Submitted to: Pacific Symposium on Biocomputing (PSB)
Publication Type: Peer reviewed journal
Publication Acceptance Date: 9/15/2011
Publication Date: 1/3/2012
Citation: Bunge, J., Bohning, D., Allen, H.K., Foster, J. 2012. Estimating population diversity with unreliable low frequency counts. Pacific Symposium on Biocomputing (PSB) [serial online]. 17:203-212. Available: http://psb.stanford.edu/psb-online/proceedings/psb12/abstracts/2012_p203.html. Interpretive Summary: Enumerating the members of a population is a common problem in ecology because the total census is extrapoloated by sampling (counting) a subset. This problem is particularly acute when examining microbial populations because they are too small to be counted by eye and therefore are counted by molecular methods. Molecular methods are subject to various technical biases, one of which is an inflated number of low-frequency (also thought of as high-diversity) observations, particularly resulting from high-throughput DNA sequencing technologies. Here we present statistical approaches to decrease the low-frequency observations. We show that one method in particular, fitting a parametric mixture model and deleting the highest-diversity component, is readily employed in the analysis of phage metagenomic data. We find that these statistical corrections are dependent on their underlying assumptions, but that such methods can be useful nonetheless.

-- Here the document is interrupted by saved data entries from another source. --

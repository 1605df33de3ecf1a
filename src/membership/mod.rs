//! Membership & Discovery Module
//!
//! Keeps this node's view of the mesh: the set of peers believed reachable
//! (`known_peers`) and the peers already announced to in the current cycle.
//!
//! ## Core Mechanisms
//! - **Announce (gossip push)**: each cycle sends our id and peer list to every known
//!   peer and unions the list each one echoes back. Failed announces are retried with
//!   doubling backoff, then skipped until the next cycle.
//! - **Failure Detection**: a heartbeat sweep probes all peers in parallel and evicts
//!   the ones that fail, unless our own connectivity check fails first.
//! - **Bootstrap**: an optional URL serving a JSON peer list seeds the set at startup.
//!
//! Membership is best-effort and eventually consistent; there is no agreement protocol.

pub mod client;
pub mod detector;
pub mod handlers;
pub mod protocol;
pub mod service;
pub mod types;

pub use client::PeerClient;
pub use detector::FailureDetector;
pub use service::MembershipService;
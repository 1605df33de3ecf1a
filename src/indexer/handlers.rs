use super::indexer::Indexer;
use super::types::{IndexRequest, IndexResponse, TotalSizeResponse};
use crate::catalog::CatalogStore;
use crate::error::IndexError;

use axum::http::StatusCode;
use axum::{Extension, Json};
use std::sync::Arc;

pub async fn handle_trigger_index(
    Extension(indexer): Extension<Arc<Indexer>>,
    Json(req): Json<IndexRequest>,
) -> (StatusCode, Json<IndexResponse>) {
    let result = match req.path.as_deref() {
        Some(path) if !path.trim().is_empty() => match indexer.resolve_requested(path) {
            Ok(root) => indexer.index(root).await,
            Err(e) => Err(e),
        },
        _ => indexer.index_configured().await,
    };

    match result {
        Ok(summary) => (
            StatusCode::OK,
            Json(IndexResponse {
                status: "indexed".to_string(),
                summary: Some(summary),
            }),
        ),
        Err(e @ IndexError::OutsideRoot(_)) => {
            tracing::warn!("Refused index request: {}", e);
            (
                StatusCode::FORBIDDEN,
                Json(IndexResponse {
                    status: e.to_string(),
                    summary: None,
                }),
            )
        }
        Err(e @ (IndexError::DirectoryUnset | IndexError::NotADirectory(_))) => {
            tracing::warn!("Rejected index request: {}", e);
            (
                StatusCode::BAD_REQUEST,
                Json(IndexResponse {
                    status: e.to_string(),
                    summary: None,
                }),
            )
        }
        Err(e) => {
            tracing::error!("Index run failed: {}", e);
            (
                StatusCode::INTERNAL_SERVER_ERROR,
                Json(IndexResponse {
                    status: e.to_string(),
                    summary: None,
                }),
            )
        }
    }
}

pub async fn handle_total_file_size(
    Extension(catalog): Extension<Arc<dyn CatalogStore>>,
) -> Json<TotalSizeResponse> {
    Json(TotalSizeResponse {
        total_file_size: catalog.total_size(),
    })
}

Technical Abstract: We consider the classical population diversity estimation scenario based on frequency count data (the number of classes or taxa represented once, twice, etc. in the sample), but with the proviso that the lowest frequency counts, especially the singletons, may not be reliably observed. This arises especially in data derived from modern high-throughput DNA sequencing, where errors may cause sequences to be incorrectly assigned to new taxa instead of being matched to existing, observed taxa. We look at a spectrum of methods for addressing this issue, focusing in particular on fitting a parametric mixture model and deleting the highest-diversity component; we also consider regarding the data as left-censored and effectively pooling two or more low frequency counts. We find that these purely statistical "downstream" corrections will depend strongly on their underlying assumptions, but that such methods can be useful nonetheless.